Abstract

Craniovertebral junction (CVJ) instrumentation and fusion in childhood are frequently performed with either sublaminar wires or screws in lateral masses, and both are considered quite safe procedures. Our experience deals with 12 children: six (mean age 9.5years) harbouring a congenital instability associated with Down's or Morquio's syndromes and primary os odontoideum; and six (mean age 11.5years) with acquired iatrogenic instability due to transoral anterior decompression for different reasons (inferior clivectomy, anterior arch removal and odontoidectomy). All patients in the 'congenital group', except for one, had preoperative dynamic x-rays and underwent surgical correction by means of posterior wiring, fusion and an external orthosis. All patients in the 'iatrogenic group' had no preoperative dynamic x-rays and underwent a screwing technique with fusion and an external orthosis. The postoperative clinical picture had improved in all patients at the latest follow-up (observation range 63-202months [mean 118.5months]), with neuroradiological confirmation of satisfactory bony fusion and with neural decompression in all patients.

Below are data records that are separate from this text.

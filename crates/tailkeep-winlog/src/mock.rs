use std::collections::BTreeMap;
use std::sync::atomic::{AtomicBool, AtomicUsize, Ordering};
use std::sync::{Arc, Mutex};

use crate::error::ProviderError;
use crate::provider::{EventProvider, QueryHandle, RecordIdFilter, SubscriptionHandle};

/// An in-memory [`EventProvider`] used by tests and by non-Windows builds.
///
/// Records are seeded with [`MockProvider::seed`]; `set_rpc_bound` simulates
/// the provider's "batch too large" condition so [`crate::gap_replay::GapReplay`]'s
/// halving logic can be exercised deterministically.
#[derive(Clone)]
pub struct MockProvider {
    log: Arc<Mutex<BTreeMap<u64, String>>>,
    rpc_bound: Arc<AtomicUsize>,
    subscribe_unavailable: Arc<AtomicBool>,
}

impl Default for MockProvider {
    fn default() -> Self {
        Self {
            log: Arc::new(Mutex::new(BTreeMap::new())),
            rpc_bound: Arc::new(AtomicUsize::new(usize::MAX)),
            subscribe_unavailable: Arc::new(AtomicBool::new(false)),
        }
    }
}

impl MockProvider {
    pub fn new() -> Self {
        Self::default()
    }

    /// Add a record the provider will yield once its id falls inside a
    /// query or subscription's range.
    pub fn seed(&self, id: u64, body: impl Into<String>) {
        self.log.lock().unwrap().insert(id, body.into());
    }

    /// Cap batch sizes at `bound`; requests above it fail with
    /// `RecordTooLarge` until the caller halves down to it.
    pub fn set_rpc_bound(&self, bound: usize) {
        self.rpc_bound.store(bound, Ordering::SeqCst);
    }

    pub fn set_subscribe_unavailable(&self, unavailable: bool) {
        self.subscribe_unavailable.store(unavailable, Ordering::SeqCst);
    }
}

impl EventProvider for MockProvider {
    fn query(&self, _channel: &str, filter: RecordIdFilter) -> Result<Box<dyn QueryHandle>, ProviderError> {
        Ok(Box::new(MockHandle {
            log: self.log.clone(),
            rpc_bound: self.rpc_bound.clone(),
            cursor: filter.gt,
            le: filter.le,
        }))
    }

    fn subscribe(&self, _channel: &str, after: u64) -> Result<Box<dyn SubscriptionHandle>, ProviderError> {
        if self.subscribe_unavailable.load(Ordering::SeqCst) {
            return Err(ProviderError::Unavailable);
        }
        Ok(Box::new(MockHandle {
            log: self.log.clone(),
            rpc_bound: self.rpc_bound.clone(),
            cursor: after,
            le: u64::MAX,
        }))
    }
}

/// Backs both [`QueryHandle`] and [`SubscriptionHandle`]: a query is simply
/// a subscription bounded above by `le`.
struct MockHandle {
    log: Arc<Mutex<BTreeMap<u64, String>>>,
    rpc_bound: Arc<AtomicUsize>,
    cursor: u64,
    le: u64,
}

impl MockHandle {
    fn next(&mut self, max: usize) -> Result<Vec<u64>, ProviderError> {
        let bound = self.rpc_bound.load(Ordering::SeqCst);
        if max > bound {
            return Err(ProviderError::RecordTooLarge);
        }
        let log = self.log.lock().unwrap();
        let ids: Vec<u64> = log
            .range(self.cursor.saturating_add(1)..=self.le)
            .take(max)
            .map(|(&id, _)| id)
            .collect();
        if let Some(&last) = ids.last() {
            self.cursor = last;
        }
        Ok(ids)
    }

    fn render_one(&mut self, id: u64) -> Result<String, ProviderError> {
        self.log.lock().unwrap().get(&id).cloned().ok_or_else(|| ProviderError::Render {
            record_id: id,
            source: format!("no such record {id}").into(),
        })
    }
}

impl QueryHandle for MockHandle {
    fn next_batch(&mut self, max: usize) -> Result<Vec<u64>, ProviderError> {
        self.next(max)
    }

    fn render(&mut self, id: u64) -> Result<String, ProviderError> {
        self.render_one(id)
    }

    fn skip_one(&mut self) -> Result<(), ProviderError> {
        let log = self.log.lock().unwrap();
        match log.range(self.cursor.saturating_add(1)..=self.le).next() {
            Some((&id, _)) => {
                self.cursor = id;
                Ok(())
            }
            None => Err(ProviderError::RecordTooLarge),
        }
    }
}

impl SubscriptionHandle for MockHandle {
    fn poll_batch(&mut self, max: usize) -> Result<Vec<u64>, ProviderError> {
        self.next(max)
    }

    fn render(&mut self, id: u64) -> Result<String, ProviderError> {
        self.render_one(id)
    }
}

Although it requires a more accurate preoperative neuroradiological setting, the screwing technique takes less time and is characterized by less blood loss and less postoperative discomfort than the wiring technique. The latter features confirm the simplicity, safety (continuous fluoroscopic assistance is not necessary, and there is no risk of neurovascular injuries) and lower expense (neither complex hardware devices nor neuronavigation systems are required) of the screwing technique.